WHAT NEEDS TO BE DONE.
What is needed is a verbatim copy of each record below.
Segment Start: ENTRIES SHOWN
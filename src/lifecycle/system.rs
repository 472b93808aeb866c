use crate::framework::{RegistryError, ResourceRegistry, ResourceUpsert};
use crate::model::{project_schema, task_schema, user_schema, Project, Task, User};
use crate::repositories::{TaskToProjectRepository, UserToProjectRepository};
use crate::store::{LinkStore, LinkStoreClient};
use std::sync::Arc;
use tracing::{error, info};

/// Runtime knobs for [`SampleSystem`].
#[derive(Debug, Clone, Copy, PartialEq, Eq)]
pub struct SystemConfig {
    /// Capacity of the link store's request channel.
    pub link_buffer: usize,
}

impl Default for SystemConfig {
    fn default() -> Self {
        Self { link_buffer: 32 }
    }
}

/// The sample runtime: projects, tasks and users bound by one [`ResourceUpsert`].
///
/// `SampleSystem` is responsible for:
/// - **Registration**: building the schemas and the [`ResourceRegistry`] once at startup
/// - **Wiring**: handing a [`LinkStoreClient`] to every relationship repository
/// - **Lifecycle**: running the [`LinkStore`] task and stopping it on [`shutdown`](Self::shutdown)
///
/// # Example
///
/// ```ignore
/// let system = SampleSystem::new()?;
///
/// let document = RequestDocument::new("projects").with_attribute("name", json!("Apollo"));
/// let project = system.upsert.build("projects", &document).await?;
///
/// system.shutdown().await?;
/// ```
pub struct SampleSystem {
    /// Engine bound to the sample registry.
    pub upsert: ResourceUpsert,

    /// Client for reading back the links recorded by the repositories.
    pub links: LinkStoreClient,

    handles: Vec<tokio::task::JoinHandle<()>>,
}

impl SampleSystem {
    /// Creates the system with [`SystemConfig::default`]. Must run inside a Tokio runtime.
    pub fn new() -> Result<Self, RegistryError> {
        Self::with_config(SystemConfig::default())
    }

    pub fn with_config(config: SystemConfig) -> Result<Self, RegistryError> {
        let (store, links) = LinkStore::new(config.link_buffer);

        // Registry first, so a registration error leaves nothing running.
        let registry = ResourceRegistry::builder()
            .register(project_schema()?)
            .register(task_schema()?)
            .register(user_schema()?)
            .relationship_repository(
                Task::TYPE,
                Project::TYPE,
                Arc::new(TaskToProjectRepository::new(links.clone())),
            )
            .relationship_repository(
                User::TYPE,
                Project::TYPE,
                Arc::new(UserToProjectRepository::new(links.clone())),
            )
            .build()?;

        let store_handle = tokio::spawn(store.run());
        info!(link_buffer = config.link_buffer, "Sample system started");

        Ok(Self {
            upsert: ResourceUpsert::new(Arc::new(registry)),
            links,
            handles: vec![store_handle],
        })
    }

    /// Stops the link store once every outstanding client is gone.
    ///
    /// Repositories hold their own store clients, so the engine (and with it the registry) is
    /// dropped before the handles are awaited. Clones of [`upsert`](Self::upsert) or
    /// [`links`](Self::links) held elsewhere keep the store alive until they are dropped too.
    pub async fn shutdown(self) -> Result<(), String> {
        info!("Shutting down system...");

        drop(self.upsert);
        drop(self.links);

        for handle in self.handles {
            if let Err(e) = handle.await {
                error!("Link store task failed: {:?}", e);
                return Err(format!("Link store task failed: {:?}", e));
            }
        }

        info!("System shutdown complete.");
        Ok(())
    }
}

#[cfg(test)]
mod tests {
    use super::*;

    #[test]
    fn default_config_matches_channel_capacity() {
        assert_eq!(SystemConfig::default().link_buffer, 32);
    }

    #[tokio::test]
    async fn registers_sample_types() {
        let system = SampleSystem::with_config(SystemConfig { link_buffer: 4 }).unwrap();

        let registry = system.upsert.registry();
        assert_eq!(registry.len(), 3);
        assert!(registry.contains(Project::TYPE));
        assert!(registry.contains(Task::TYPE));
        assert!(registry.contains(User::TYPE));

        system.shutdown().await.unwrap();
    }
}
Segment End: ENTRIES SHOWN
RESULT BELOW.
filename src/lifecycle/system.rs
repository 472b93808aeb866c
use crate::framework::{RegistryError, ResourceRegistry, ResourceUpsert};
use crate::model::{project_schema, task_schema, user_schema, Project, Task, User};
use crate::repositories::{TaskToProjectRepository, UserToProjectRepository};
use crate::store::{LinkStore, LinkStoreClient};
use std::sync::Arc;
use tracing::{error, info};

/// Runtime knobs for [`SampleSystem`].
#[derive(Debug, Clone, Copy, PartialEq, Eq)]
pub struct SystemConfig {
    /// Capacity of the link store's request channel.
    pub link_buffer: usize,
}

impl Default for SystemConfig {
    fn default() -> Self {
        Self { link_buffer: 32 }
    }
}

/// The sample runtime: projects, tasks and users bound by one [`ResourceUpsert`].
///
/// `SampleSystem` is responsible for:
/// - **Registration**: building the schemas and the [`ResourceRegistry`] once at startup
/// - **Wiring**: handing a [`LinkStoreClient`] to every relationship repository
/// - **Lifecycle**: running the [`LinkStore`] task and stopping it on [`shutdown`](Self::shutdown)
///
/// # Example
///
/// ```ignore
/// let system = SampleSystem::new()?;
///
/// let document = RequestDocument::new("projects").with_attribute("name", json!("Apollo"));
/// let project = system.upsert.build("projects", &document).await?;
///
/// system.shutdown().await?;
/// ```
pub struct SampleSystem {
    /// Engine bound to the sample registry.
    pub upsert: ResourceUpsert,

    /// Client for reading back the links recorded by the repositories.
    pub links: LinkStoreClient,

    handles: Vec<tokio::task::JoinHandle<()>>,
}

impl SampleSystem {
    /// Creates the system with [`SystemConfig::default`]. Must run inside a Tokio runtime.
    pub fn new() -> Result<Self, RegistryError> {
        Self::with_config(SystemConfig::default())
    }

    pub fn with_config(config: SystemConfig) -> Result<Self, RegistryError> {
        let (store, links) = LinkStore::new(config.link_buffer);

        // Registry first, so a registration error leaves nothing running.
        let registry = ResourceRegistry::builder()
            .register(project_schema()?)
            .register(task_schema()?)
            .register(user_schema()?)
            .relationship_repository(
                Task::TYPE,
                Project::TYPE,
                Arc::new(TaskToProjectRepository::new(links.clone())),
            )
            .relationship_repository(
                User::TYPE,
                Project::TYPE,
                Arc::new(UserToProjectRepository::new(links.clone())),
            )
            .build()?;

        let store_handle = tokio::spawn(store.run());
        info!(link_buffer = config.link_buffer, "Sample system started");

        Ok(Self {
            upsert: ResourceUpsert::new(Arc::new(registry)),
            links,
            handles: vec![store_handle],
        })
    }

    /// Stops the link store once every outstanding client is gone.
    ///
    /// Repositories hold their own store clients, so the engine (and with it the registry) is
    /// dropped before the handles are awaited. Clones of [`upsert`](Self::upsert) or
    /// [`links`](Self::links) held elsewhere keep the store alive until they are dropped too.
    pub async fn shutdown(self) -> Result<(), String> {
        info!("Shutting down system...");

        drop(self.upsert);
        drop(self.links);

        for handle in self.handles {
            if let Err(e) = handle.await {
                error!("Link store task failed: {:?}", e);
                return Err(format!("Link store task failed: {:?}", e));
            }
        }

        info!("System shutdown complete.");
        Ok(())
    }
}

#[cfg(test)]
mod tests {
    use super::*;

    #[test]
    fn default_config_matches_channel_capacity() {
        assert_eq!(SystemConfig::default().link_buffer, 32);
    }

    #[tokio::test]
    async fn registers_sample_types() {
        let system = SampleSystem::with_config(SystemConfig { link_buffer: 4 }).unwrap();

        let registry = system.upsert.registry();
        assert_eq!(registry.len(), 3);
        assert!(registry.contains(Project::TYPE));
        assert!(registry.contains(Task::TYPE));
        assert!(registry.contains(User::TYPE));

        system.shutdown().await.unwrap();
    }
}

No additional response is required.